A stranger from Athens or Miletus in the fifth century visiting the straggling villages which formed her unwalled unpretentious city must have had a feeling of being transported into an age long past, when men were braver, better and simpler, unspoiled by wealth, undisturbed by ideas. To a philosopher, like Plato, speculating in political science, the Spartan State seemed the nearest approach to the ideal. The ordinary Greek looked upon it as a structure of severe and simple beauty, a Dorian city stately as a Dorian temple, far nobler than his own abode but not so
comfortable to dwell in. *

One reason for the admiration felt for Sparta by other Greeks was its stability. All other Greek cities had revolutions, but the Spartan constitution remained unchanged for centuries, except for a gradual increase in the powers of the ephors, which occurred by legal means, without violence.

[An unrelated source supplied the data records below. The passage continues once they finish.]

//! In-memory registry of active sessions this tangent is running.
//!
//! Each session's state is owned here; sub-tool requests from the skill process arrive on the
//! local socket and look up the session by ID in `dashmap`, already the concurrency-helper of
//! choice elsewhere in the workspace (`tansive-tokens::SigningKeyCache`, `InMemoryCatalog`).

use std::sync::Arc;
use uuid::Uuid;

use dashmap::DashMap;
use tansive_runtime::{HttpSkillsetSource, SessionRuntime};

/// One running session's runtime plus the bookkeeping needed to report it back to CS.
pub struct TangentSession {
    pub session_id: Uuid,
    pub mcp_key: String,
    pub runtime: SessionRuntime<HttpSkillsetSource>,
}

/// Maps both the session id (used by the local skill socket) and the MCP bridge's SHA-256 bearer
/// digest (used by `POST /session/mcp`) to the same running session.
#[derive(Default)]
pub struct SessionRegistry {
    by_session_id: DashMap<Uuid, Arc<TangentSession>>,
    by_mcp_key: DashMap<String, Uuid>,
}

impl SessionRegistry {
    pub fn new() -> Self {
        Self::default()
    }

    pub fn register(&self, session: TangentSession) -> Arc<TangentSession> {
        let session = Arc::new(session);
        self.by_mcp_key.insert(session.mcp_key.clone(), session.session_id);
        self.by_session_id.insert(session.session_id, session.clone());
        session
    }

    pub fn get_by_session_id(&self, session_id: Uuid) -> Option<Arc<TangentSession>> {
        self.by_session_id.get(&session_id).map(|entry| entry.clone())
    }

    pub fn get_by_mcp_key(&self, mcp_key: &str) -> Option<Arc<TangentSession>> {
        let session_id = *self.by_mcp_key.get(mcp_key)?;
        self.get_by_session_id(session_id)
    }

    /// Drop a finalized session from both indices; returns it so the caller can still use it
    /// (e.g. to read the audit log before it is dropped).
    pub fn remove(&self, session_id: Uuid) -> Option<Arc<TangentSession>> {
        let (_, session) = self.by_session_id.remove(&session_id)?;
        self.by_mcp_key.remove(&session.mcp_key);
        Some(session)
    }
}
//! `/sessions*` — session creation, PKCE handoff redemption, and TG-originated finalization.

use axum::extract::State;
use axum::Json;
use chrono::Duration;
use serde::{Deserialize, Serialize};
use tansive_catalog::SessionStatusSummary;
use tansive_core::{ActionToken, ResourcePath, SessionId, TangentId, VariantId, ViewId};

use crate::auth::AuthExtractor;
use crate::error::{ApiError, ApiResult};
use crate::state::AppState;
use crate::tangent_auth::TangentAuth;

#[derive(Deserialize)]
pub struct CreateSessionRequestBody {
    pub variant_id: Option<VariantId>,
    pub skillset_path: String,
    pub skill_name: String,
    pub tangent_id: TangentId,
    pub user_id: String,
    pub code_challenge: String,
    pub session_ttl_secs: Option<i64>,
    pub auth_code_ttl_secs: Option<i64>,
}

#[derive(Serialize)]
pub struct CreateSessionResponse {
    pub session_id: SessionId,
    pub auth_code: String,
    pub tangent_url: String,
}

/// `POST /sessions` — the caller must hold a view authorizing `system.skillset.run` on the
/// target skillset path; the session is scoped to that view's catalog.
pub async fn create(
    State(state): State<AppState>,
    AuthExtractor(ctx): AuthExtractor,
    Json(req): Json<CreateSessionRequestBody>,
) -> ApiResult<(axum::http::StatusCode, Json<CreateSessionResponse>)> {
    let resource = ResourcePath::parse(&format!("res://skillsets/{}", req.skillset_path))
        .map_err(|e| ApiError::invalid_request(format!("invalid skillset path: {e}")))?;
    let action: ActionToken = "system.skillset.run".into();
    if !state.policy.is_allowed(&ctx.view, &resource, &action) {
        return Err(ApiError::new(crate::error::ErrorCode::DisallowedByPolicy, "running this skillset is denied by policy"));
    }

    let view_id: ViewId = ctx.view_id;
    let session_ttl = req.session_ttl_secs.map(Duration::seconds).unwrap_or(Duration::from_std(state.config.session_ttl).unwrap());
    let auth_code_ttl = req.auth_code_ttl_secs.map(Duration::seconds).unwrap_or(Duration::from_std(state.config.auth_code_ttl).unwrap());

    let handoff = state
        .sessions
        .create_session(
            tansive_session::CreateSessionRequest {
                tenant_id: ctx.tenant_id,
                catalog_id: ctx.view.scope.catalog,
                variant_id: req.variant_id,
                skillset_path: req.skillset_path,
                skill_name: req.skill_name,
                view_id,
                tangent_id: req.tangent_id,
                user_id: req.user_id,
                code_challenge: req.code_challenge,
                session_ttl,
                auth_code_ttl,
            },
            chrono::Utc::now(),
        )
        .await?;

    Ok((
        axum::http::StatusCode::CREATED,
        Json(CreateSessionResponse {
            session_id: handoff.session_id,
            auth_code: handoff.auth_code,
            tangent_url: handoff.tangent_url,
        }),
    ))
}

#[derive(Deserialize)]
pub struct ExchangeRequest {
    pub auth_code: String,
    pub code_verifier: String,
}

#[derive(Serialize)]
pub struct ExchangeResponse {
    pub token: String,
    pub expires_at: tansive_core::Timestamp,
    pub session_id: SessionId,
    /// Carried alongside the bearer so the tangent can resolve and run the skill without a
    /// second round trip; mirrors the fields already on the persisted `Session` row.
    pub skillset_path: String,
    pub skill_name: String,
}

/// `POST /sessions/exchange` — the tangent's side of the PKCE handoff.
pub async fn exchange(State(state): State<AppState>, Json(req): Json<ExchangeRequest>) -> ApiResult<Json<ExchangeResponse>> {
    let redeemed = state.sessions.redeem_handoff(&req.auth_code, &req.code_verifier, chrono::Utc::now()).await?;
    Ok(Json(ExchangeResponse {
        token: redeemed.token.token,
        expires_at: redeemed.token.expires_at,
        session_id: redeemed.session.id,
        skillset_path: redeemed.session.skillset_path,
        skill_name: redeemed.session.skill_name,
    }))
}

#[derive(Deserialize)]
pub struct ExecutionStateRequest {
    pub session_id: SessionId,
    pub status_summary: SessionStatusSummary,
    pub status: serde_json::Value,
}

/// `POST /sessions/execution-state` (TG → CS): finalize a session's terminal status. Signed by
/// the tangent rather than bearing a view token; `TangentAuth` consumes the body to fold it into
/// the verified canonical string, so the request is parsed from its captured bytes here instead
/// of through a second `Json` extractor.
pub async fn execution_state(State(state): State<AppState>, tangent: TangentAuth) -> ApiResult<axum::http::StatusCode> {
    let req: ExecutionStateRequest =
        serde_json::from_slice(&tangent.body).map_err(|e| ApiError::invalid_request(format!("invalid JSON body: {e}")))?;
    state.sessions.finalize_session(req.session_id, req.status_summary, req.status, chrono::Utc::now()).await?;
    Ok(axum::http::StatusCode::OK)
}
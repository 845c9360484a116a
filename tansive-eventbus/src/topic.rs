//! Topic pattern matching.
//!
//! Topics follow the convention `session.<sessionID>.<eventType>`. A pattern of bare `*` matches
//! every topic; otherwise patterns and topics are segmented by `.` and matched segment-for-segment
//! (segment counts must be equal), where a pattern segment of `*` matches any single topic
//! segment. There is no cross-segment wildcard.
pub fn topic_matches(pattern: &str, topic: &str) -> bool {
    if pattern == "*" {
        return true;
    }

    let pattern_segments: Vec<&str> = pattern.split('.').collect();
    let topic_segments: Vec<&str> = topic.split('.').collect();

    if pattern_segments.len() != topic_segments.len() {
        return false;
    }

    pattern_segments
        .iter()
        .zip(topic_segments.iter())
        .all(|(p, t)| *p == "*" || p == t)
}

#[cfg(test)]
mod tests {
    use super::*;

    #[test]
    fn bare_star_matches_everything() {
        assert!(topic_matches("*", "session.s1.log"));
        assert!(topic_matches("*", "anything"));
    }

    #[test]
    fn segment_wildcard_matches_single_segment() {
        assert!(topic_matches("session.*.log", "session.s1.log"));
        assert!(!topic_matches("session.*.log", "session.s1.audit"));
    }

    #[test]
    fn segment_counts_must_match() {
        assert!(!topic_matches("session.s1.*", "session.s1.log.extra"));
        assert!(!topic_matches("session.s1", "session.s1.log"));
    }

    #[test]
    fn literal_segments_compare_exactly() {
        assert!(topic_matches("session.s1.log", "session.s1.log"));
        assert!(!topic_matches("session.s1.log", "session.s2.log"));
    }

    #[test]
    fn no_cross_segment_wildcard() {
        // a trailing "*" only ever stands for exactly one segment, never "zero or more".
        assert!(!topic_matches("session.*", "session"));
    }
}
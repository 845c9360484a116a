//! Type-safe entity identifiers.
//!
//! Every persisted row in the control plane is addressed by a newtype wrapper over a UUIDv4 (or
//! UUIDv7 where insertion order matters). The `EntityIdType` trait and `define_entity_id!` macro
//! give each identifier compile-time type safety so a `ViewId` can never be passed where a
//! `SessionId` is expected, even though both are UUIDs underneath.

use serde::{Deserialize, Serialize};
use sha2::{Digest, Sha256};
use std::fmt;
use std::hash::Hash;
use std::str::FromStr;
use uuid::Uuid;

/// Trait for type-safe entity IDs.
pub trait EntityIdType:
    Copy
    + Clone
    + Eq
    + PartialEq
    + Hash
    + fmt::Debug
    + fmt::Display
    + FromStr
    + Serialize
    + serde::de::DeserializeOwned
    + Send
    + Sync
    + 'static
{
    /// The name of the entity type (e.g. "tenant", "session").
    const ENTITY_NAME: &'static str;

    /// Create a new ID from a UUID.
    fn new(uuid: Uuid) -> Self;

    /// Get the underlying UUID.
    fn as_uuid(&self) -> Uuid;

    /// Create a nil (all zeros) ID.
    fn nil() -> Self {
        Self::new(Uuid::nil())
    }

    /// Create a new timestamp-sortable UUIDv7 ID (used for rows whose insertion order matters,
    /// e.g. sessions and catalog objects).
    fn now_v7() -> Self {
        Self::new(Uuid::now_v7())
    }

    /// Create a new random UUIDv4 ID.
    fn new_v4() -> Self {
        Self::new(Uuid::new_v4())
    }
}

/// Error type for parsing entity IDs from strings.
#[derive(Debug, Clone)]
pub struct EntityIdParseError {
    pub entity_name: &'static str,
    pub input: String,
    pub source: uuid::Error,
}

impl fmt::Display for EntityIdParseError {
    fn fmt(&self, f: &mut fmt::Formatter<'_>) -> fmt::Result {
        write!(
            f,
            "failed to parse {} id from '{}': {}",
            self.entity_name, self.input, self.source
        )
    }
}

impl std::error::Error for EntityIdParseError {
    fn source(&self) -> Option<&(dyn std::error::Error + 'static)> {
        Some(&self.source)
    }
}

macro_rules! define_entity_id {
    ($name:ident, $entity:literal, $doc:literal) => {
        #[doc = $doc]
        #[derive(Clone, Copy, PartialEq, Eq, Hash)]
        pub struct $name(Uuid);

        impl EntityIdType for $name {
            const ENTITY_NAME: &'static str = $entity;

            fn new(uuid: Uuid) -> Self {
                Self(uuid)
            }

            fn as_uuid(&self) -> Uuid {
                self.0
            }
        }

        impl fmt::Debug for $name {
            fn fmt(&self, f: &mut fmt::Formatter<'_>) -> fmt::Result {
                write!(f, "{}({})", stringify!($name), self.0)
            }
        }

        impl fmt::Display for $name {
            fn fmt(&self, f: &mut fmt::Formatter<'_>) -> fmt::Result {
                write!(f, "{}", self.0)
            }
        }

        impl FromStr for $name {
            type Err = EntityIdParseError;

            fn from_str(s: &str) -> Result<Self, Self::Err> {
                Uuid::from_str(s)
                    .map(Self::new)
                    .map_err(|e| EntityIdParseError {
                        entity_name: Self::ENTITY_NAME,
                        input: s.to_string(),
                        source: e,
                    })
            }
        }

        impl Default for $name {
            fn default() -> Self {
                Self::nil()
            }
        }

        impl Serialize for $name {
            fn serialize<S>(&self, serializer: S) -> Result<S::Ok, S::Error>
            where
                S: serde::Serializer,
            {
                self.0.serialize(serializer)
            }
        }

        impl<'de> Deserialize<'de> for $name {
            fn deserialize<D>(deserializer: D) -> Result<Self, D::Error>
            where
                D: serde::Deserializer<'de>,
            {
                Uuid::deserialize(deserializer).map(Self::new)
            }
        }
    };
}

define_entity_id!(TenantId, "tenant", "Root scoping identifier for a tenant.");
define_entity_id!(ProjectId, "project", "Identifier for a project under a tenant.");
define_entity_id!(CatalogId, "catalog", "Identifier for a catalog.");
define_entity_id!(VariantId, "variant", "Identifier for a variant within a catalog.");
define_entity_id!(ViewId, "view", "Identifier for a view (scoped rule set).");
define_entity_id!(SessionId, "session", "Identifier for a skill execution session.");
define_entity_id!(TangentId, "tangent", "Identifier for a registered tangent (executor host).");
define_entity_id!(
    SigningKeyId,
    "signing_key",
    "Identifier (`kid`) for an Ed25519 token-signing key."
);
define_entity_id!(
    SkillsetObjectId,
    "skillset_object",
    "Identifier for a skillset catalog object."
);
define_entity_id!(
    ResourceObjectId,
    "resource_object",
    "Identifier for a resource catalog object."
);
define_entity_id!(ViewTokenId, "view_token", "JTI for a minted view-adoption token.");

/// Timestamp type used throughout the control plane; millisecond resolution or better.
pub type Timestamp = chrono::DateTime<chrono::Utc>;

/// Duration in milliseconds, used for TTL and timeout fields that travel through JSON.
pub type DurationMs = i64;

/// SHA-256 content hash used for content-addressed catalog objects.
pub type ContentHash = [u8; 32];

/// Raw binary content, e.g. a compressed catalog object payload.
pub type RawContent = Vec<u8>;

/// Compute the SHA-256 hash of a byte slice.
pub fn compute_content_hash(content: &[u8]) -> ContentHash {
    let mut hasher = Sha256::new();
    hasher.update(content);
    let result = hasher.finalize();
    let mut hash = [0u8; 32];
    hash.copy_from_slice(&result);
    hash
}

#[cfg(test)]
mod tests {
    use super::*;

    #[test]
    fn entity_ids_do_not_collide_across_types() {
        let tenant = TenantId::now_v7();
        let session = SessionId::now_v7();
        assert_ne!(tenant.as_uuid(), session.as_uuid());
    }

    #[test]
    fn entity_id_round_trips_through_string() {
        let view = ViewId::new_v4();
        let s = view.to_string();
        let parsed: ViewId = s.parse().expect("valid uuid parses");
        assert_eq!(view, parsed);
    }

    #[test]
    fn entity_id_parse_error_names_entity() {
        let err: Result<TangentId, _> = "not-a-uuid".parse();
        let err = err.unwrap_err();
        assert_eq!(err.entity_name, "tangent");
    }

    #[test]
    fn entity_id_serializes_as_bare_uuid_string() {
        let id = CatalogId::nil();
        let json = serde_json::to_string(&id).unwrap();
        assert_eq!(json, "\"00000000-0000-0000-0000-000000000000\"");
    }

    #[test]
    fn content_hash_is_deterministic() {
        let a = compute_content_hash(b"hello");
        let b = compute_content_hash(b"hello");
        assert_eq!(a, b);
        let c = compute_content_hash(b"world");
        assert_ne!(a, c);
    }
}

It cannot be denied that, for a long period, the Spartans were successful in their main purpose, the creation of a race of invincible warriors. The battle of Thermopylae ( 480 B.C.), though technically a defeat, is perhaps the best example of their valour. Thermopylae was a narrow pass through the mountains, where it was hoped that the Persian army could be held. Three hundred Spartans, with auxiliaries, repulsed all frontal attacks. But at last the Persians discovered a detour through the hills, and succeeded in attacking the Greeks on both sides at once. Every single Spartan was killed at his post. Two men had been absent on sick leave, suffering from a disease of the eyes amounting almost to temporary blindness. One of them insisted on being led by his helot to the battle, where he perished; the other, Aristodemus, decided that he was too ill to fight, and remained absent. When he returned to Sparta, no one would speak to him; he was called «the coward Aristodemus.» A year later, he wiped out his disgrace by dying bravely at the battle of Plataea, where the Spartans were victorious.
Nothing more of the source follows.